[EXERCISE INPUTS Boundary: Start]
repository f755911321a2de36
use super::intent::Intent;
use super::state::UiState;

/// Pure state transition: `(State, Intent) -> State`.
pub trait Reducer {
    type State: UiState;
    type Intent: Intent;

    fn reduce(state: Self::State, intent: Self::Intent) -> Self::State;
}
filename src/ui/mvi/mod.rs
//! Model-View-Intent primitives for the browser.
//!
//! ```text
//! Intent ──→ Reducer ──→ State ──→ View
//!    ↑                              │
//!    └──────────────────────────────┘
//! ```
//!
//! Key presses become intents, a reducer folds them into a new state, and
//! the renderer draws whatever state it is handed.

mod intent;
mod reducer;
mod state;

pub use intent::Intent;
pub use reducer::Reducer;
pub use state::UiState;
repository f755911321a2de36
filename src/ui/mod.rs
pub mod app;
pub mod browser;
pub mod events;
pub mod footer;
pub mod header;
pub mod input;
pub mod layout;
pub mod mvi;
pub mod render;
pub mod runtime;
pub mod sidebar;
pub mod terminal_guard;
pub mod theme;

pub use runtime::run;
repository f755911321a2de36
use crossterm::event::{self, Event, KeyEvent};
use std::sync::mpsc::{self, Receiver};
use std::thread;
use std::time::{Duration, Instant};

pub enum AppEvent {
    Key(KeyEvent),
    /// Terminal size changed; the next draw picks up the new area.
    Resize,
    Tick,
}

/// Polls crossterm on a background thread and forwards events.
///
/// The thread exits once the receiving side is dropped.
pub struct EventHandler {
    rx: Receiver<AppEvent>,
}

impl EventHandler {
    pub fn new(tick_rate: Duration) -> Self {
        let (tx, rx) = mpsc::channel();

        thread::spawn(move || {
            let mut last_tick = Instant::now();
            loop {
                let timeout = tick_rate.saturating_sub(last_tick.elapsed());

                let forwarded = match event::poll(timeout) {
                    Ok(true) => match event::read() {
                        Ok(Event::Key(key)) => tx.send(AppEvent::Key(key)).is_ok(),
                        Ok(Event::Resize(..)) => tx.send(AppEvent::Resize).is_ok(),
                        Ok(_) => true,
                        Err(err) => {
                            tracing::error!(error = %err, "Failed to read terminal event");
                            false
                        }
                    },
                    Ok(false) => true,
                    Err(err) => {
                        tracing::error!(error = %err, "Failed to poll terminal events");
                        false
                    }
                };
                if !forwarded {
                    break;
                }

                if last_tick.elapsed() >= tick_rate {
                    if tx.send(AppEvent::Tick).is_err() {
                        break;
                    }
                    last_tick = Instant::now();
                }
            }
        });

        Self { rx }
    }

    pub fn next(&self, timeout: Duration) -> Result<AppEvent, mpsc::RecvTimeoutError> {
        self.rx.recv_timeout(timeout)
    }
}
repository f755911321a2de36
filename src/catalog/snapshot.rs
//! One-shot rendering of a story outside the interactive browser.

use crate::catalog::Catalog;
use crossterm::queue;
use crossterm::style::{
    Attribute, Color as TermColor, Print, ResetColor, SetAttribute, SetBackgroundColor,
    SetForegroundColor,
};
use ratatui::buffer::Buffer;
use ratatui::layout::Rect;
use ratatui::style::Color;
use ratatui::text::Span;
use ratatui::widgets::Widget;
use std::io;

/// Renders `group/label` into a buffer sized to the button.
///
/// `width` caps the buffer width; the button is clipped when narrower.
pub fn render_story(catalog: &Catalog, group: &str, label: &str, width: u16) -> Option<Buffer> {
    let story = catalog.find(group, label)?;
    let button = story.render();
    let area = Rect::new(0, 0, button.width().min(width), 1);
    let mut buf = Buffer::empty(area);
    (&button).render(area, &mut buf);
    Some(buf)
}

/// Serializes a buffer to text with ANSI color sequences, one line per row.
pub fn buffer_to_ansi(buf: &Buffer) -> io::Result<String> {
    let area = buf.area;
    let mut out: Vec<u8> = Vec::new();

    for y in area.top()..area.bottom() {
        let mut current: Option<(Color, Color)> = None;
        // Cells covered by the tail of a wide glyph print nothing
        let mut covered = 0usize;
        for x in area.left()..area.right() {
            if covered > 0 {
                covered -= 1;
                continue;
            }
            let cell = &buf[(x, y)];
            covered = Span::raw(cell.symbol()).width().saturating_sub(1);
            if current != Some((cell.fg, cell.bg)) {
                queue!(
                    out,
                    ResetColor,
                    SetForegroundColor(term_color(cell.fg)),
                    SetBackgroundColor(term_color(cell.bg))
                )?;
                current = Some((cell.fg, cell.bg));
            }
            queue!(out, Print(cell.symbol()))?;
        }
        queue!(out, SetAttribute(Attribute::Reset), ResetColor, Print("\n"))?;
    }

    Ok(String::from_utf8_lossy(&out).into_owned())
}

fn term_color(color: Color) -> TermColor {
    match color {
        Color::Reset => TermColor::Reset,
        Color::Black => TermColor::Black,
        Color::Red => TermColor::DarkRed,
        Color::Green => TermColor::DarkGreen,
        Color::Yellow => TermColor::DarkYellow,
        Color::Blue => TermColor::DarkBlue,
        Color::Magenta => TermColor::DarkMagenta,
        Color::Cyan => TermColor::DarkCyan,
        Color::Gray => TermColor::Grey,
        Color::DarkGray => TermColor::DarkGrey,
        Color::LightRed => TermColor::Red,
        Color::LightGreen => TermColor::Green,
        Color::LightYellow => TermColor::Yellow,
        Color::LightBlue => TermColor::Blue,
        Color::LightMagenta => TermColor::Magenta,
        Color::LightCyan => TermColor::Cyan,
        Color::White => TermColor::White,
        Color::Rgb(r, g, b) => TermColor::Rgb { r, g, b },
        Color::Indexed(i) => TermColor::AnsiValue(i),
    }
}

#[cfg(test)]
mod tests {
    use super::*;
    use crate::button::{Button, ButtonProps};
    use crate::stories;

    fn catalog() -> Catalog {
        let mut catalog = Catalog::new();
        stories::register_all(&mut catalog).unwrap();
        catalog
    }

    #[test]
    fn unknown_story_renders_nothing() {
        assert!(render_story(&catalog(), "Button", "Ghost button", 80).is_none());
        assert!(render_story(&catalog(), "Nope", "Normal button", 80).is_none());
    }

    #[test]
    fn story_buffer_fits_label() {
        let buf = render_story(&catalog(), "Button", "Normal button", 80).unwrap();
        assert_eq!(buf.area, Rect::new(0, 0, 8, 1));
    }

    #[test]
    fn width_caps_buffer() {
        let buf = render_story(&catalog(), "Button", "Normal button", 3).unwrap();
        assert_eq!(buf.area.width, 3);
    }

    #[test]
    fn wide_labels_keep_every_glyph() {
        let mut catalog = Catalog::new();
        catalog
            .stories_of("Button")
            .unwrap()
            .add("Wide", || Button::new(ButtonProps::new("按钮")))
            .unwrap();

        let buf = render_story(&catalog, "Button", "Wide", 80).unwrap();
        assert_eq!(buf.area.width, 6);

        let text = buffer_to_ansi(&buf).unwrap();
        assert!(text.contains(" 按钮 "));
    }

    #[test]
    fn ansi_contains_label_and_colors() {
        let buf = render_story(&catalog(), "Button", "Primary button", 80).unwrap();
        let text = buffer_to_ansi(&buf).unwrap();

        assert!(text.contains('B'));
        assert!(text.ends_with('\n'));
        // crossterm drops color sequences entirely under NO_COLOR
        if std::env::var_os("NO_COLOR").is_none() {
            assert!(text.contains("\x1b[48;5;4m"));
            assert!(text.contains("\x1b[38;5;15m"));
        }
    }
}
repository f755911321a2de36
use anyhow::{bail, Context};
use buttonbook::catalog::{buffer_to_ansi, render_story, Catalog};
use buttonbook::config::Config;
use buttonbook::logging::{init_tracing, LogTarget};
use buttonbook::stories;
use clap::Parser;
use std::io::{self, Write};
use std::path::PathBuf;

#[derive(Parser, Debug)]
#[command(name = "buttonbook", version, about = "Browse button stories in the terminal")]
struct Cli {
    /// Print every story as Group/Label and exit
    #[arg(long)]
    list: bool,

    /// Print the listing as JSON
    #[arg(long, requires = "list")]
    json: bool,

    /// Render a single story to stdout and exit
    #[arg(long, value_name = "LABEL", conflicts_with = "list")]
    story: Option<String>,

    /// Group of the story given to --story
    #[arg(long, value_name = "NAME", default_value = stories::button::GROUP)]
    group: String,

    /// Maximum width of --story output
    #[arg(long, default_value_t = 80)]
    width: u16,

    /// Path to config.toml
    #[arg(long, value_name = "PATH")]
    config: Option<PathBuf>,
}

fn main() -> anyhow::Result<()> {
    let cli = Cli::parse();

    let config = match &cli.config {
        Some(path) => Config::load_from(path),
        None => Config::load(),
    }
    .context("Failed to load configuration")?;

    let mut catalog = Catalog::new();

    if cli.list || cli.story.is_some() {
        init_tracing(&config.logging, LogTarget::Stderr)?;
        stories::register_all(&mut catalog).context("Failed to register stories")?;
        let stdout = io::stdout();
        let mut out = stdout.lock();

        if let Some(label) = cli.story.as_deref() {
            let Some(buf) = render_story(&catalog, &cli.group, label, cli.width) else {
                bail!("Story '{}' not found in group '{}'", label, cli.group);
            };
            out.write_all(buffer_to_ansi(&buf)?.as_bytes())?;
        } else if cli.json {
            serde_json::to_writer_pretty(&mut out, &catalog.index())?;
            writeln!(out)?;
        } else {
            for entry in catalog.entries() {
                writeln!(out, "{}", entry.path())?;
            }
        }
        out.flush()?;
        return Ok(());
    }

    let log_file = config.log_file();
    init_tracing(&config.logging, LogTarget::File(log_file.clone()))
        .with_context(|| format!("Failed to open log file '{}'", log_file.display()))?;
    stories::register_all(&mut catalog).context("Failed to register stories")?;
    buttonbook::ui::run(catalog, &config.browser)?;
    Ok(())
}
use crate::ui::mvi::Intent;

#[derive(Debug, Clone)]
pub enum BrowserIntent {
    /// Catalog attached. `selected` is clamped to the list.
    Load { len: usize, selected: usize },
    MoveUp,
    MoveDown,
    Select(usize),
    /// The rendered story was clicked. `handled` is whether a handler ran.
    Clicked { story: String, handled: bool },
}

impl Intent for BrowserIntent {}
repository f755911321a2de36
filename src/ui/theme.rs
use ratatui::style::Color;

pub const BUTTON_TEXT: Color = Color::Red;
pub const BUTTON_PRIMARY_TEXT: Color = Color::White;
pub const BUTTON_PRIMARY_BG: Color = Color::Blue;

pub const BROWSER_ACCENT: Color = Color::Rgb(0xda, 0x77, 0x56);
pub const GLOBAL_BORDER: Color = Color::Rgb(0x40, 0x40, 0x40);
pub const HEADER_TEXT: Color = Color::Rgb(0xe5, 0xe5, 0xe5);
pub const HEADER_SEPARATOR: Color = Color::Rgb(0x6b, 0x72, 0x80);
pub const GROUP_TEXT: Color = Color::Rgb(0x9c, 0xa3, 0xaf);
pub const ACTIVE_HIGHLIGHT: Color = Color::Rgb(0x26, 0x26, 0x26);
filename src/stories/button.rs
//! Button stories: the default and primary looks.

use crate::button::{Button, ButtonProps};
use crate::catalog::{Catalog, CatalogError};

pub const GROUP: &str = "Button";
pub const NORMAL: &str = "Normal button";
pub const PRIMARY: &str = "Primary button";

const LABEL: &str = "Button";

pub fn register(catalog: &mut Catalog) -> Result<(), CatalogError> {
    catalog
        .stories_of(GROUP)?
        .add(NORMAL, normal)?
        .add(PRIMARY, primary)?;
    Ok(())
}

fn normal() -> Button {
    Button::new(ButtonProps::new(LABEL))
}

fn primary() -> Button {
    Button::new(ButtonProps::new(LABEL).primary(true))
}
use crate::ui::mvi::UiState;

#[derive(Debug, Clone, PartialEq, Eq, Default)]
pub struct BrowserState {
    /// Index into the flattened story list.
    pub selected: usize,
    /// Number of stories in the catalog.
    pub len: usize,
    /// Status line for the last click, if any.
    pub last_action: Option<String>,
}

impl UiState for BrowserState {}

impl BrowserState {
    pub fn is_empty(&self) -> bool {
        self.len == 0
    }
}
use crate::ui::input::KEY_BINDINGS;
use crate::ui::theme::{BROWSER_ACCENT, GLOBAL_BORDER, HEADER_SEPARATOR, HEADER_TEXT};
use ratatui::buffer::Buffer;
use ratatui::layout::Rect;
use ratatui::style::{Modifier, Style};
use ratatui::text::{Line, Span};
use ratatui::widgets::{Block, Borders, Paragraph, Widget};

const SEPARATOR: &str = " │ ";

/// Key hints taken from the browser key map.
pub struct Footer;

impl Footer {
    /// Hints that fit in `width` columns, in key map order.
    ///
    /// A hint that does not fit is dropped whole, never cut.
    pub fn hints(width: usize) -> Line<'static> {
        let key_style = Style::default().fg(BROWSER_ACCENT);
        let text_style = Style::default().fg(HEADER_TEXT).add_modifier(Modifier::DIM);
        let separator_style = Style::default().fg(HEADER_SEPARATOR);

        let mut spans = vec![Span::raw(" ")];
        let mut used = 1;
        for (key, label) in KEY_BINDINGS.iter().filter_map(|binding| binding.hint) {
            let lead = if spans.len() > 1 { SEPARATOR } else { "" };
            let hint = [
                Span::styled(lead, separator_style),
                Span::styled(key, key_style),
                Span::styled(format!(": {label}"), text_style),
            ];
            let hint_width: usize = hint.iter().map(Span::width).sum();
            if used + hint_width > width {
                break;
            }
            used += hint_width;
            spans.extend(hint);
        }
        Line::from(spans)
    }
}

impl Widget for Footer {
    fn render(self, area: Rect, buf: &mut Buffer) {
        let block = Block::default()
            .borders(Borders::ALL)
            .border_style(Style::default().fg(GLOBAL_BORDER));
        let inner = block.inner(area);
        block.render(area, buf);
        Paragraph::new(Self::hints(usize::from(inner.width))).render(inner, buf);
    }
}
[EXERCISE INPUTS Boundary: End]
In the listing above, the lines from the one containing "filename src/ui/mvi/mod.rs" through the one containing "pub use reducer::Reducer;" must be set down exactly, with no other lines.

filename src/ui/mvi/mod.rs
//! Model-View-Intent primitives for the browser.
//!
//! ```text
//! Intent ──→ Reducer ──→ State ──→ View
//!    ↑                              │
//!    └──────────────────────────────┘
//! ```
//!
//! Key presses become intents, a reducer folds them into a new state, and
//! the renderer draws whatever state it is handed.

mod intent;
mod reducer;
mod state;

pub use intent::Intent;
pub use reducer::Reducer;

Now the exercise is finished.